Exercise material: Begin
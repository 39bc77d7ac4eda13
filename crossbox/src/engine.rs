//! Across-page selection engine.
//!
//! One engine serves one paginated table. It owns the selection set and the
//! header status and keeps them consistent across three kinds of input:
//!
//! - bulk requests from the header or banner ([`AcrossCheck::set_mode`])
//! - per-row checkbox toggles ([`AcrossCheck::toggle_row`])
//! - new data from the provider ([`AcrossCheck::set_page`],
//!   [`AcrossCheck::set_source`])
//!
//! Every operation is synchronous and total: it mutates local state and
//! recomputes the status before returning.

use std::collections::HashSet;

use log::{debug, trace, warn};

use crate::config::SelectionConfig;
use crate::presentation::{Banner, BannerAction, HeaderControl};
use crate::record::Row;
use crate::row_key::RowIdentity;
use crate::selection::SelectionSet;
use crate::source::DataSource;
use crate::status::{self, CheckMode, CheckStatus, Counts, Representation};

/// The rows a bulk backend action should operate on.
#[derive(Debug, Clone, PartialEq)]
pub enum SelectionSnapshot<R> {
    /// Nothing selected.
    Empty,
    /// These rows, and only these.
    Rows(Vec<R>),
    /// Every row of the source except `excluded`; the source cannot list them.
    AllExcept {
        total: usize,
        excluded: Vec<R>,
    },
}

impl<R> SelectionSnapshot<R> {
    /// Number of selected rows the snapshot stands for.
    pub fn count(&self) -> usize {
        match self {
            SelectionSnapshot::Empty => 0,
            SelectionSnapshot::Rows(rows) => rows.len(),
            SelectionSnapshot::AllExcept { total, excluded } => {
                total.saturating_sub(excluded.len())
            }
        }
    }

    pub fn is_empty(&self) -> bool {
        self.count() == 0
    }
}

/// Selection state machine for a paginated table.
///
/// Generic over the row type and the [`DataSource`] shape. Use
/// [`Hybrid`](crate::Hybrid) when the source may switch between a count and
/// a row list at runtime.
///
/// # Example
///
/// ```
/// use crossbox::{AcrossCheck, CheckMode, CheckStatus, Materialized, Record, SelectionConfig};
///
/// let rows: Vec<Record> = (0..25).map(|i| Record::new().set("id", i as i64)).collect();
/// let page = rows[..10].to_vec();
///
/// let mut engine = AcrossCheck::new(
///     SelectionConfig::new().with_row_key(["id"]),
///     Materialized::new(rows.clone()),
/// )
/// .with_page(page);
///
/// engine.set_mode(CheckMode::Checked);
/// assert_eq!(engine.status(), CheckStatus::Checked);
///
/// engine.toggle_row(&rows[3], false);
/// assert_eq!(engine.status(), CheckStatus::HalfChecked);
/// assert_eq!(engine.selected_count(), 9);
/// ```
#[derive(Debug, Clone)]
pub struct AcrossCheck<R, D> {
    config: SelectionConfig,
    source: D,
    page: Vec<R>,
    selection: SelectionSet<R>,
    status: CheckStatus,
}

impl<R, D> AcrossCheck<R, D>
where
    R: Row + Clone,
    D: DataSource<R>,
{
    /// Create an engine with an empty page and nothing selected.
    pub fn new(config: SelectionConfig, source: D) -> Self {
        let selection = SelectionSet::new(config.row_key.clone());
        Self {
            config,
            source,
            page: Vec::new(),
            selection,
            status: CheckStatus::Unchecked,
        }
    }

    /// Set the initial page (builder pattern).
    pub fn with_page(mut self, rows: Vec<R>) -> Self {
        self.set_page(rows);
        self
    }

    // -------------------------------------------------------------------------
    // Queries
    // -------------------------------------------------------------------------

    pub fn status(&self) -> CheckStatus {
        self.status
    }

    pub fn config(&self) -> &SelectionConfig {
        &self.config
    }

    pub fn source(&self) -> &D {
        &self.source
    }

    /// Rows of the current page.
    pub fn page_rows(&self) -> &[R] {
        &self.page
    }

    /// The raw selection set. In complement mode it holds the exclusions.
    pub fn selection(&self) -> &SelectionSet<R> {
        &self.selection
    }

    pub fn representation(&self) -> Representation {
        self.selection.representation()
    }

    /// Whether the selection set holds exclusions rather than inclusions.
    pub fn is_complement_mode(&self) -> bool {
        self.representation() == Representation::Exclusive
    }

    /// Selectable rows across all pages, as the source reports it now.
    pub fn total_size(&self) -> usize {
        self.source.total_size()
    }

    /// Number of rows the user has selected.
    ///
    /// A cross-page selection never counts more rows than the source reports.
    pub fn selected_count(&self) -> usize {
        let stored = self.selection.len();
        match self.representation() {
            Representation::Inclusive if self.status.is_across() => stored.min(self.total_size()),
            Representation::Inclusive => stored,
            Representation::Exclusive => self.total_size().saturating_sub(stored),
        }
    }

    /// Whether a row's checkbox should render as checked.
    pub fn is_row_selected<Q: Row + ?Sized>(&self, row: &Q) -> bool {
        self.selection.is_selected(row)
    }

    /// Resolve the selection into something a bulk action can consume.
    pub fn snapshot(&self) -> SelectionSnapshot<R> {
        if self.selected_count() == 0 {
            return SelectionSnapshot::Empty;
        }
        match self.representation() {
            Representation::Inclusive => SelectionSnapshot::Rows(self.selection.rows().to_vec()),
            Representation::Exclusive => match self.source.all_rows_if_available() {
                Some(all) => SelectionSnapshot::Rows(
                    all.iter()
                        .filter(|row| !self.selection.contains(*row))
                        .cloned()
                        .collect(),
                ),
                None => SelectionSnapshot::AllExcept {
                    total: self.total_size(),
                    excluded: self.selection.rows().to_vec(),
                },
            },
        }
    }

    // -------------------------------------------------------------------------
    // Bulk requests
    // -------------------------------------------------------------------------

    /// Apply a header or banner request.
    pub fn set_mode(&mut self, mode: CheckMode) {
        let prev = self.status;
        match mode {
            CheckMode::Unchecked => {
                self.selection.clear();
            }
            CheckMode::Checked => {
                self.selection.replace_with(&self.page);
            }
            CheckMode::AcrossChecked => {
                if !self.config.show_cross_page_option {
                    warn!("ignoring select-across request: cross-page option is disabled");
                    return;
                }
                self.source
                    .select_all(&mut self.selection, self.config.default_cross_page_mode);
            }
        }
        self.status = CheckStatus::from(mode);
        self.refresh_status();
        debug!("set_mode {:?}: {} -> {}", mode, prev, self.status);
    }

    /// Clear the selection.
    pub fn clear(&mut self) {
        self.set_mode(CheckMode::Unchecked);
    }

    /// Select every row of the current page, replacing the selection.
    pub fn select_current_page(&mut self) {
        self.set_mode(CheckMode::Checked);
    }

    /// Select every row across all pages.
    pub fn select_all(&mut self) {
        self.set_mode(CheckMode::AcrossChecked);
    }

    /// Apply a banner gesture.
    pub fn dispatch(&mut self, action: BannerAction) {
        self.set_mode(action.into());
    }

    // -------------------------------------------------------------------------
    // Row toggles
    // -------------------------------------------------------------------------

    /// Apply a row checkbox change. Returns whether the selection set changed.
    ///
    /// The row is not checked against the page or the source.
    pub fn toggle_row(&mut self, row: &R, checked: bool) -> bool {
        let prev = self.status;
        let changed = self.apply_toggle(row, checked);
        self.refresh_status();
        if changed {
            debug!(
                "toggle_row checked={}: {} -> {} ({} stored)",
                checked,
                prev,
                self.status,
                self.selection.len()
            );
        }
        changed
    }

    /// Apply the same change to several rows, recomputing once.
    /// Returns how many rows changed the set.
    pub fn toggle_rows<'a, I>(&mut self, rows: I, checked: bool) -> usize
    where
        I: IntoIterator<Item = &'a R>,
        R: 'a,
    {
        let prev = self.status;
        let changed = rows
            .into_iter()
            .filter(|row| self.apply_toggle(row, checked))
            .count();
        self.refresh_status();
        debug!(
            "toggle_rows checked={}: {} rows changed, {} -> {}",
            checked, changed, prev, self.status
        );
        changed
    }

    fn apply_toggle(&mut self, row: &R, checked: bool) -> bool {
        let changed = match (self.representation(), checked) {
            (Representation::Inclusive, true) | (Representation::Exclusive, false) => {
                self.selection.insert(row)
            }
            (Representation::Inclusive, false) | (Representation::Exclusive, true) => {
                self.selection.remove(row)
            }
        };
        trace!(
            "{:?} toggle checked={} identity={} changed={}",
            self.representation(),
            checked,
            self.selection.key().identity(row),
            changed
        );
        changed
    }

    // -------------------------------------------------------------------------
    // Provider inputs
    // -------------------------------------------------------------------------

    /// Install the rows of the page now being shown.
    pub fn set_page(&mut self, rows: Vec<R>) {
        if let Some((first, second)) = self.selection.key().find_duplicate(&rows) {
            warn!(
                "page rows {} and {} share the identity {}; check the row key {:?}",
                first,
                second,
                self.selection.key().identity(&rows[second]),
                self.config.row_key.fields()
            );
        }
        self.page = rows;
        self.on_page_or_total_changed();
    }

    /// Replace the data source.
    pub fn set_source(&mut self, source: D) {
        self.source = source;
        self.on_page_or_total_changed();
    }

    /// Mutate the data source in place, then recompute.
    pub fn update_source<F>(&mut self, f: F)
    where
        F: FnOnce(&mut D),
    {
        f(&mut self.source);
        self.on_page_or_total_changed();
    }

    /// Recompute the status against the current page and total.
    ///
    /// Call after changing inputs through any path the engine cannot see.
    pub fn on_page_or_total_changed(&mut self) {
        let prev = self.status;
        self.drop_vanished_rows();
        self.refresh_status();
        if prev != self.status {
            debug!(
                "inputs changed (page {}, total {}): {} -> {}",
                self.page.len(),
                self.total_size(),
                prev,
                self.status
            );
        }
    }

    // -------------------------------------------------------------------------
    // Presentation
    // -------------------------------------------------------------------------

    /// View model for the header checkbox.
    pub fn header(&self) -> HeaderControl {
        HeaderControl {
            status: self.status,
            disabled: self.total_size() == 0,
            show_cross_page_option: self.config.show_cross_page_option,
        }
    }

    /// View model for the "N of M selected" banner.
    pub fn banner(&self) -> Banner {
        Banner {
            selected_count: self.selected_count(),
            total_count: self.total_size(),
            status: self.status,
            is_full_data_mode: self.source.is_full_data(),
            cross_page_enabled: self.config.show_cross_page_option,
        }
    }

    /// Forget stored rows the source no longer holds.
    ///
    /// Applies to cross-page selections and exclusions, which are relative to
    /// the whole source. Page-local picks are left alone, and so is every
    /// source that cannot list its rows.
    fn drop_vanished_rows(&mut self) {
        if self.selection.is_empty() || !(self.status.is_across() || self.is_complement_mode()) {
            return;
        }
        let Some(all) = self.source.all_rows_if_available() else {
            return;
        };
        let key = self.selection.key().clone();
        let present: HashSet<RowIdentity> = all.iter().map(|row| key.identity(row)).collect();
        let dropped = self
            .selection
            .retain(|row| present.contains(&key.identity(row)));
        if dropped > 0 {
            debug!(
                "dropped {} stored rows missing from the source ({:?})",
                dropped,
                self.representation()
            );
        }
    }

    fn counts(&self) -> Counts {
        Counts::new(self.selection.len(), self.page.len(), self.total_size())
    }

    fn refresh_status(&mut self) {
        self.status = status::recompute(self.status, self.counts(), self.representation());
    }
}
Exercise material: End
Try it
Wherever a line of the entries holds the string "usize", copy that line.

Output for this exercise
        total: usize,
    pub fn count(&self) -> usize {
    pub fn total_size(&self) -> usize {
    pub fn selected_count(&self) -> usize {
    pub fn toggle_rows<'a, I>(&mut self, rows: I, checked: bool) -> usize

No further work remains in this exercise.